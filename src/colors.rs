use rand::seq::SliceRandom;
use serde::{Deserialize, Serialize};
use std::str::FromStr;

use crate::error::{AnnotateError, Result};

// SVG named colors with the whites, greys, blacks, browns, and beiges
// removed. The default list is rearranged to avoid consecutive similar
// shades; dark, light, and medium are alphabetical.
pub const DEFAULT_COLORS: &[&str] = &[
    "maroon",
    "goldenrod",
    "blue",
    "coral",
    "orchid",
    "limegreen",
    "indigo",
    "red",
    "gold",
    "royalblue",
    "salmon",
    "plum",
    "yellowgreen",
    "midnightblue",
    "firebrick",
    "yellow",
    "steelblue",
    "orange",
    "blueviolet",
    "green",
    "purple",
    "orangered",
    "chartreuse",
    "cornflowerblue",
    "indianred",
    "violet",
    "magenta",
    "seagreen",
    "crimson",
    "greenyellow",
    "cyan",
    "deeppink",
    "slateblue",
    "hotpink",
    "springgreen",
    "tomato",
    "lawngreen",
    "dodgerblue",
    "pink",
    "lime",
    "deepskyblue",
    "olivedrab",
    "cadetblue",
    "navy",
    "darkorange",
    "turquoise",
    "teal",
    "skyblue",
    "forestgreen",
];

pub const DARK_COLORS: &[&str] = &[
    "darkblue",
    "darkcyan",
    "darkgoldenrod",
    "darkgreen",
    "darkmagenta",
    "darkorange",
    "darkorchid",
    "darkred",
    "darksalmon",
    "darkseagreen",
    "darkslateblue",
    "darkturquoise",
    "darkviolet",
];

pub const LIGHT_COLORS: &[&str] = &[
    "lightblue",
    "lightcoral",
    "lightgreen",
    "lightpink",
    "lightsalmon",
    "lightseagreen",
    "lightskyblue",
    "lightsteelblue",
    "palegreen",
    "paleturquoise",
    "palevioletred",
];

pub const MEDIUM_COLORS: &[&str] = &[
    "mediumaquamarine",
    "mediumblue",
    "mediumorchid",
    "mediumpurple",
    "mediumseagreen",
    "mediumslateblue",
    "mediumspringgreen",
    "mediumturquoise",
    "mediumvioletred",
];

#[derive(Debug, Clone, Copy, PartialEq, Eq, Default, Serialize, Deserialize)]
#[serde(rename_all = "snake_case")]
pub enum PaletteKind {
    #[default]
    Default,
    Light,
    Dark,
    Medium,
    All,
    AllRandom,
    Custom,
    CustomRandom,
}

impl PaletteKind {
    pub fn as_str(self) -> &'static str {
        match self {
            PaletteKind::Default => "default",
            PaletteKind::Light => "light",
            PaletteKind::Dark => "dark",
            PaletteKind::Medium => "medium",
            PaletteKind::All => "all",
            PaletteKind::AllRandom => "all_random",
            PaletteKind::Custom => "custom",
            PaletteKind::CustomRandom => "custom_random",
        }
    }

    fn is_custom(self) -> bool {
        matches!(self, PaletteKind::Custom | PaletteKind::CustomRandom)
    }

    fn is_shuffled(self) -> bool {
        matches!(self, PaletteKind::AllRandom | PaletteKind::CustomRandom)
    }
}

impl FromStr for PaletteKind {
    type Err = AnnotateError;

    fn from_str(value: &str) -> Result<Self> {
        match value {
            "default" => Ok(PaletteKind::Default),
            "light" => Ok(PaletteKind::Light),
            "dark" => Ok(PaletteKind::Dark),
            "medium" => Ok(PaletteKind::Medium),
            "all" => Ok(PaletteKind::All),
            "all_random" => Ok(PaletteKind::AllRandom),
            "custom" => Ok(PaletteKind::Custom),
            "custom_random" => Ok(PaletteKind::CustomRandom),
            other => Err(AnnotateError::UnknownPalette(other.to_string())),
        }
    }
}

#[derive(Debug, Clone, PartialEq, Default, Serialize, Deserialize)]
pub struct PaletteConfig {
    #[serde(default)]
    pub palette: PaletteKind,
    #[serde(default, skip_serializing_if = "Option::is_none")]
    pub colors: Option<Vec<String>>,
}

impl PaletteConfig {
    pub fn custom(colors: Vec<String>) -> Self {
        Self {
            palette: PaletteKind::Custom,
            colors: Some(colors),
        }
    }

    /// Check the configuration without building a generator, so a bad
    /// palette is reported before any matching or placement work starts.
    pub fn validate(&self) -> Result<()> {
        if !self.palette.is_custom() {
            return Ok(());
        }

        let colors = self
            .colors
            .as_deref()
            .filter(|colors| !colors.is_empty())
            .ok_or(AnnotateError::MissingColorList {
                palette: self.palette.as_str(),
            })?;

        for color in colors {
            if !is_recognized_color(color) {
                return Err(AnnotateError::InvalidColor {
                    palette: self.palette.as_str(),
                    color: color.clone(),
                });
            }
        }

        Ok(())
    }
}

/// A recognized color is an SVG color name or a `#rgb`/`#rrggbb` hex code.
pub fn is_recognized_color(value: &str) -> bool {
    if palette::named::from_str(value).is_some() {
        return true;
    }
    value
        .strip_prefix('#')
        .is_some_and(|hex| hex.parse::<palette::Srgb<u8>>().is_ok())
}

/// Infinite cyclic color sequence drawn from the configured palette.
#[derive(Debug, Clone)]
pub struct ColorCycle {
    colors: Vec<String>,
    cursor: usize,
}

impl ColorCycle {
    pub fn new(config: &PaletteConfig) -> Result<Self> {
        config.validate()?;

        let mut colors: Vec<String> = match config.palette {
            PaletteKind::Default => owned(DEFAULT_COLORS),
            PaletteKind::Light => owned(LIGHT_COLORS),
            PaletteKind::Dark => owned(DARK_COLORS),
            PaletteKind::Medium => owned(MEDIUM_COLORS),
            PaletteKind::All | PaletteKind::AllRandom => DEFAULT_COLORS
                .iter()
                .chain(DARK_COLORS)
                .chain(LIGHT_COLORS)
                .chain(MEDIUM_COLORS)
                .map(|color| color.to_string())
                .collect(),
            PaletteKind::Custom | PaletteKind::CustomRandom => {
                config.colors.clone().unwrap_or_default()
            }
        };

        // Shuffled palettes are shuffled exactly once; the cycle repeats the
        // same order forever afterwards.
        if config.palette.is_shuffled() {
            colors.shuffle(&mut rand::rng());
        }

        Ok(Self { colors, cursor: 0 })
    }

    pub fn len(&self) -> usize {
        self.colors.len()
    }

    pub fn is_empty(&self) -> bool {
        self.colors.is_empty()
    }

    pub fn next(&mut self) -> String {
        let color = self.colors[self.cursor % self.colors.len()].clone();
        self.cursor += 1;
        color
    }
}

fn owned(colors: &[&str]) -> Vec<String> {
    colors.iter().map(|color| color.to_string()).collect()
}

------------------------------------------------------------

◆ **Your instructions**: Repeat all the lines above, keeping them exactly as they are.

◆ **Task output**:
filename src/colors.rs
use rand::seq::SliceRandom;
use serde::{Deserialize, Serialize};
use std::str::FromStr;

use crate::error::{AnnotateError, Result};

// SVG named colors with the whites, greys, blacks, browns, and beiges
// removed. The default list is rearranged to avoid consecutive similar
// shades; dark, light, and medium are alphabetical.
pub const DEFAULT_COLORS: &[&str] = &[
    "maroon",
    "goldenrod",
    "blue",
    "coral",
    "orchid",
    "limegreen",
    "indigo",
    "red",
    "gold",
    "royalblue",
    "salmon",
    "plum",
    "yellowgreen",
    "midnightblue",
    "firebrick",
    "yellow",
    "steelblue",
    "orange",
    "blueviolet",
    "green",
    "purple",
    "orangered",
    "chartreuse",
    "cornflowerblue",
    "indianred",
    "violet",
    "magenta",
    "seagreen",
    "crimson",
    "greenyellow",
    "cyan",
    "deeppink",
    "slateblue",
    "hotpink",
    "springgreen",
    "tomato",
    "lawngreen",
    "dodgerblue",
    "pink",
    "lime",
    "deepskyblue",
    "olivedrab",
    "cadetblue",
    "navy",
    "darkorange",
    "turquoise",
    "teal",
    "skyblue",
    "forestgreen",
];

pub const DARK_COLORS: &[&str] = &[
    "darkblue",
    "darkcyan",
    "darkgoldenrod",
    "darkgreen",
    "darkmagenta",
    "darkorange",
    "darkorchid",
    "darkred",
    "darksalmon",
    "darkseagreen",
    "darkslateblue",
    "darkturquoise",
    "darkviolet",
];

pub const LIGHT_COLORS: &[&str] = &[
    "lightblue",
    "lightcoral",
    "lightgreen",
    "lightpink",
    "lightsalmon",
    "lightseagreen",
    "lightskyblue",
    "lightsteelblue",
    "palegreen",
    "paleturquoise",
    "palevioletred",
];

pub const MEDIUM_COLORS: &[&str] = &[
    "mediumaquamarine",
    "mediumblue",
    "mediumorchid",
    "mediumpurple",
    "mediumseagreen",
    "mediumslateblue",
    "mediumspringgreen",
    "mediumturquoise",
    "mediumvioletred",
];

#[derive(Debug, Clone, Copy, PartialEq, Eq, Default, Serialize, Deserialize)]
#[serde(rename_all = "snake_case")]
pub enum PaletteKind {
    #[default]
    Default,
    Light,
    Dark,
    Medium,
    All,
    AllRandom,
    Custom,
    CustomRandom,
}

impl PaletteKind {
    pub fn as_str(self) -> &'static str {
        match self {
            PaletteKind::Default => "default",
            PaletteKind::Light => "light",
            PaletteKind::Dark => "dark",
            PaletteKind::Medium => "medium",
            PaletteKind::All => "all",
            PaletteKind::AllRandom => "all_random",
            PaletteKind::Custom => "custom",
            PaletteKind::CustomRandom => "custom_random",
        }
    }

    fn is_custom(self) -> bool {
        matches!(self, PaletteKind::Custom | PaletteKind::CustomRandom)
    }

    fn is_shuffled(self) -> bool {
        matches!(self, PaletteKind::AllRandom | PaletteKind::CustomRandom)
    }
}

impl FromStr for PaletteKind {
    type Err = AnnotateError;

    fn from_str(value: &str) -> Result<Self> {
        match value {
            "default" => Ok(PaletteKind::Default),
            "light" => Ok(PaletteKind::Light),
            "dark" => Ok(PaletteKind::Dark),
            "medium" => Ok(PaletteKind::Medium),
            "all" => Ok(PaletteKind::All),
            "all_random" => Ok(PaletteKind::AllRandom),
            "custom" => Ok(PaletteKind::Custom),
            "custom_random" => Ok(PaletteKind::CustomRandom),
            other => Err(AnnotateError::UnknownPalette(other.to_string())),
        }
    }
}

#[derive(Debug, Clone, PartialEq, Default, Serialize, Deserialize)]
pub struct PaletteConfig {
    #[serde(default)]
    pub palette: PaletteKind,
    #[serde(default, skip_serializing_if = "Option::is_none")]
    pub colors: Option<Vec<String>>,
}

impl PaletteConfig {
    pub fn custom(colors: Vec<String>) -> Self {
        Self {
            palette: PaletteKind::Custom,
            colors: Some(colors),
        }
    }

    /// Check the configuration without building a generator, so a bad
    /// palette is reported before any matching or placement work starts.
    pub fn validate(&self) -> Result<()> {
        if !self.palette.is_custom() {
            return Ok(());
        }

        let colors = self
            .colors
            .as_deref()
            .filter(|colors| !colors.is_empty())
            .ok_or(AnnotateError::MissingColorList {
                palette: self.palette.as_str(),
            })?;

        for color in colors {
            if !is_recognized_color(color) {
                return Err(AnnotateError::InvalidColor {
                    palette: self.palette.as_str(),
                    color: color.clone(),
                });
            }
        }

        Ok(())
    }
}

/// A recognized color is an SVG color name or a `#rgb`/`#rrggbb` hex code.
pub fn is_recognized_color(value: &str) -> bool {
    if palette::named::from_str(value).is_some() {
        return true;
    }
    value
        .strip_prefix('#')
        .is_some_and(|hex| hex.parse::<palette::Srgb<u8>>().is_ok())
}

/// Infinite cyclic color sequence drawn from the configured palette.
#[derive(Debug, Clone)]
pub struct ColorCycle {
    colors: Vec<String>,
    cursor: usize,
}

impl ColorCycle {
    pub fn new(config: &PaletteConfig) -> Result<Self> {
        config.validate()?;

        let mut colors: Vec<String> = match config.palette {
            PaletteKind::Default => owned(DEFAULT_COLORS),
            PaletteKind::Light => owned(LIGHT_COLORS),
            PaletteKind::Dark => owned(DARK_COLORS),
            PaletteKind::Medium => owned(MEDIUM_COLORS),
            PaletteKind::All | PaletteKind::AllRandom => DEFAULT_COLORS
                .iter()
                .chain(DARK_COLORS)
                .chain(LIGHT_COLORS)
                .chain(MEDIUM_COLORS)
                .map(|color| color.to_string())
                .collect(),
            PaletteKind::Custom | PaletteKind::CustomRandom => {
                config.colors.clone().unwrap_or_default()
            }
        };

        // Shuffled palettes are shuffled exactly once; the cycle repeats the
        // same order forever afterwards.
        if config.palette.is_shuffled() {
            colors.shuffle(&mut rand::rng());
        }

        Ok(Self { colors, cursor: 0 })
    }

    pub fn len(&self) -> usize {
        self.colors.len()
    }

    pub fn is_empty(&self) -> bool {
        self.colors.is_empty()
    }

    pub fn next(&mut self) -> String {
        let color = self.colors[self.cursor % self.colors.len()].clone();
        self.cursor += 1;
        color
    }
}

fn owned(colors: &[&str]) -> Vec<String> {
    colors.iter().map(|color| color.to_string()).collect()
}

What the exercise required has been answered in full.